Les chercheurs en éducation ont élargi leur champ d’analyse. Et une évolution surprenante se dessine: la Suisse doit désormais faire face à une forte concurrence de la part de la France. Qu’est-ce qui explique cette situation? La Suisse doit-elle craindre de perdre sa place de leader? Blick a analysé les chiffres.

A quelle distance se trouve la France de la Suisse?
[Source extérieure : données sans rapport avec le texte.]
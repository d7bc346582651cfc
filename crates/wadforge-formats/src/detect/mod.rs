//! Built-in payload sniffers
//!
//! Each sniffer is a plain `fn(&[u8]) -> Confidence`: pure, bounds-checked,
//! and never panicking. Formats with a magic number answer `Certain` and
//! carry reliability 255; heuristic sniffers answer at most `Probably` and
//! carry lower reliability so they are only consulted when nothing exact
//! matched.

mod audio;
mod doom;
mod misc;
mod tracker;

pub use audio::{detect_doom_sound, detect_flac, detect_midi, detect_mp3, detect_mus, detect_ogg, detect_wav};
pub use doom::{detect_acs, detect_colormap, detect_endoom, detect_playpal, detect_pnames, detect_texturex};
pub use misc::{detect_fon1, detect_fon2, detect_md2, detect_md3, detect_text};
pub use tracker::{detect_it, detect_mod, detect_s3m, detect_xm};

use wadforge_core::{Confidence, FormatCategory};

use crate::registry::{FormatDescriptor, FormatRegistrationBuilder, RegistryError};

/// Static description of a built-in sniffer
#[derive(Debug, Clone, Copy)]
pub struct Sniffer {
    pub id: &'static str,
    pub name: &'static str,
    pub category: FormatCategory,
    pub reliability: u8,
    pub min_size: usize,
    pub extensions: &'static [&'static str],
    pub test: fn(&[u8]) -> Confidence,
}

impl Sniffer {
    /// Wrap into a registry descriptor
    pub fn into_descriptor(self) -> Result<FormatDescriptor, RegistryError> {
        let test = self.test;
        FormatRegistrationBuilder::new()
            .id(self.id)
            .name(self.name)
            .category(self.category)
            .reliability(self.reliability)
            .min_size(self.min_size)
            .extensions(self.extensions)
            .detector(test)
            .build()
    }
}

/// The built-in sniffers, most specific first
pub fn builtin_detectors() -> Vec<Sniffer> {
    use FormatCategory::{Audio, Font, Lump, Model, Music, Script, Text};

    vec![
        // Magic-number formats
        Sniffer { id: "midi", name: "MIDI", category: Music, reliability: 255, min_size: audio::MIDI_MIN, extensions: &["mid", "midi"], test: detect_midi },
        Sniffer { id: "mus", name: "DMX MUS", category: Music, reliability: 255, min_size: audio::MUS_MIN, extensions: &["mus"], test: detect_mus },
        Sniffer { id: "wav", name: "Wave", category: Audio, reliability: 255, min_size: audio::WAV_MIN, extensions: &["wav"], test: detect_wav },
        Sniffer { id: "ogg", name: "Ogg", category: Audio, reliability: 255, min_size: audio::OGG_MIN, extensions: &["ogg"], test: detect_ogg },
        Sniffer { id: "flac", name: "FLAC", category: Audio, reliability: 255, min_size: audio::FLAC_MIN, extensions: &["flac"], test: detect_flac },
        Sniffer { id: "xm", name: "FastTracker 2 module", category: Music, reliability: 255, min_size: tracker::XM_MIN, extensions: &["xm"], test: detect_xm },
        Sniffer { id: "s3m", name: "ScreamTracker 3 module", category: Music, reliability: 255, min_size: tracker::S3M_MIN, extensions: &["s3m"], test: detect_s3m },
        Sniffer { id: "acs", name: "ACS bytecode", category: Script, reliability: 255, min_size: doom::ACS_MIN, extensions: &["o"], test: detect_acs },
        Sniffer { id: "md2", name: "Quake 2 model", category: Model, reliability: 255, min_size: misc::MD2_MIN, extensions: &["md2"], test: detect_md2 },
        Sniffer { id: "md3", name: "Quake 3 model", category: Model, reliability: 255, min_size: misc::MD3_MIN, extensions: &["md3"], test: detect_md3 },
        Sniffer { id: "font_fon1", name: "FON1 font", category: Font, reliability: 255, min_size: misc::FON1_MIN, extensions: &["fon"], test: detect_fon1 },
        Sniffer { id: "font_fon2", name: "FON2 font", category: Font, reliability: 255, min_size: misc::FON2_MIN, extensions: &["fon2"], test: detect_fon2 },
        // Heuristics, strongest first
        Sniffer { id: "it", name: "Impulse Tracker module", category: Music, reliability: 230, min_size: tracker::IT_MIN, extensions: &["it"], test: detect_it },
        Sniffer { id: "doom_sound", name: "Doom sound", category: Audio, reliability: 200, min_size: audio::DOOM_SOUND_MIN, extensions: &["lmp"], test: detect_doom_sound },
        Sniffer { id: "mod", name: "ProTracker module", category: Music, reliability: 200, min_size: tracker::MOD_MIN, extensions: &["mod"], test: detect_mod },
        Sniffer { id: "pnames", name: "Patch names", category: Lump, reliability: 180, min_size: doom::PNAMES_MIN, extensions: &[], test: detect_pnames },
        Sniffer { id: "texturex", name: "Texture definitions", category: Lump, reliability: 180, min_size: doom::TEXTUREX_MIN, extensions: &[], test: detect_texturex },
        Sniffer { id: "playpal", name: "Palette set", category: Lump, reliability: 160, min_size: doom::PLAYPAL_MIN, extensions: &["pal"], test: detect_playpal },
        Sniffer { id: "mp3", name: "MPEG audio", category: Audio, reliability: 120, min_size: audio::MP3_MIN, extensions: &["mp3"], test: detect_mp3 },
        Sniffer { id: "colormap", name: "Colour map", category: Lump, reliability: 120, min_size: doom::COLORMAP_SIZE, extensions: &[], test: detect_colormap },
        Sniffer { id: "endoom", name: "ENDOOM screen", category: Lump, reliability: 100, min_size: doom::ENDOOM_SIZE, extensions: &[], test: detect_endoom },
        Sniffer { id: "text", name: "Text", category: Text, reliability: 10, min_size: misc::TEXT_MIN, extensions: &["txt", "cfg", "deh", "bex"], test: detect_text },
    ]
}

#[cfg(test)]
mod tests {
    use super::*;
    use proptest::prelude::*;

    #[test]
    fn test_ids_unique() {
        let sniffers = builtin_detectors();
        let mut ids: Vec<_> = sniffers.iter().map(|s| s.id).collect();
        ids.sort_unstable();
        ids.dedup();
        assert_eq!(ids.len(), sniffers.len());
    }

    #[test]
    fn test_exact_sniffers_registered_first() {
        let sniffers = builtin_detectors();
        let first_heuristic = sniffers.iter().position(|s| s.reliability < 255).unwrap();
        assert!(sniffers[first_heuristic..].iter().all(|s| s.reliability < 255));
        assert!(sniffers.windows(2).skip(first_heuristic).all(|w| w[0].reliability >= w[1].reliability));
    }

    #[test]
    fn test_empty_buffer_never_matches() {
        for sniffer in builtin_detectors() {
            assert_eq!((sniffer.test)(&[]), Confidence::NoMatch, "{}", sniffer.id);
        }
    }

    proptest! {
        #[test]
        fn short_buffers_never_match(seed in prop::collection::vec(any::<u8>(), 0..2048)) {
            for sniffer in builtin_detectors() {
                let cut = seed.len().min(sniffer.min_size.saturating_sub(1));
                prop_assert_eq!((sniffer.test)(&seed[..cut]), Confidence::NoMatch, "{}", sniffer.id);
            }
        }

        #[test]
        fn sniffers_never_panic(data in prop::collection::vec(any::<u8>(), 0..4096)) {
            for sniffer in builtin_detectors() {
                let _ = (sniffer.test)(&data);
            }
        }
    }
}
Les chercheurs se sont penchés sur un indicateur spécifique: ils ont mis en rapport le nombre d’apprentis en entreprise avec l’ensemble de la population active. En Suisse, on compte ainsi environ quatre apprentis pour 100 personnes actives. Le pays conserve donc la tête du classement. Mais la France s’est rapprochée de près, avec environ 3,5 apprentis pour 100 personnes actives – et a déjà distancé l’Allemagne (2,9 apprentis) et l’Autriche (2,4).

Qu'est-ce qui explique cet essor de l'apprentissage?

Ce bond de géant découle d'un changement de cap radical à l'Elysée. Entre 2017 et 2024, le nombre de nouveaux contrats d'apprentissage signés chaque année en France est passé de 306'000 à 879'000. Il s'agit là d'une multiplication par trois, en un temps record. 

Le président français Emmanuel Macron est également à l’origine de cet essor. En 2018, il a initié une réforme en profondeur de la formation professionnelle. Les incitations pour les entreprises ont été, selon les termes des chercheurs, «considérablement renforcées». Les règles ont été assouplies, les offres de formation libéralisées. Mais surtout, le gouvernement Macron a stimulé cet essor à coups de milliards: dès 2020, des aides publiques massives ont été accordées aux entreprises qui embauchaient des apprentis.

Quel est le piège?

La Suisse doit-elle pour autant trembler pour son titre de championne? Derrière les chiffres français se cache une réalité très différente du CFC helvétique. En effet, en France, l'apprentissage n'est pas entendu au sens traditionnel de l'apprentissage en Suisse. 

En France, les étudiants peuvent eux aussi avoir un contrat d’apprentissage. Ils alternent entre l’enseignement supérieur et l’entreprise, perçoivent un salaire et obtiennent ainsi des diplômes allant de formations de deux ans après le lycée à des diplômes de licence ou de master. Aujourd’hui, près des deux tiers des apprentis français suivent une telle formation de niveau universitaire.

Pour le dire sans détours: grâce à la maturité professionnelle et à la passerelle, la Suisse a ouvert la voie de l’apprentissage vers l’enseignement supérieur – cette perméabilité est considérée comme un facteur de réussite. La France, en revanche, a pour ainsi dire étendu le contrat d’apprentissage jusqu’aux établissements d’enseignement supérieur. Les experts parlent ainsi d’une «scolarisation de la formation professionnelle».

Que se passera-t-il si Paris coupe les vivres?

Le test décisif ne fait peut-être que commencer en France. Depuis, Paris a réduit ses financements, et le nombre de nouveaux contrats d'apprentissage a légèrement diminué. C'est ce que révèle une analyse récente sur laquelle s’appuie le journal «Le Monde».

La Cour des comptes française, soit une sorte d’organisme de contrôle financier, avait auparavant demandé que ces aides, qui se chiffrent en milliards, soient utilisées de manière plus ciblée. Par ailleurs, l'association des PME avait averti le gouvernement que ces coupes budgétaires risquaient d’étouffer la dynamique de l’apprentissage.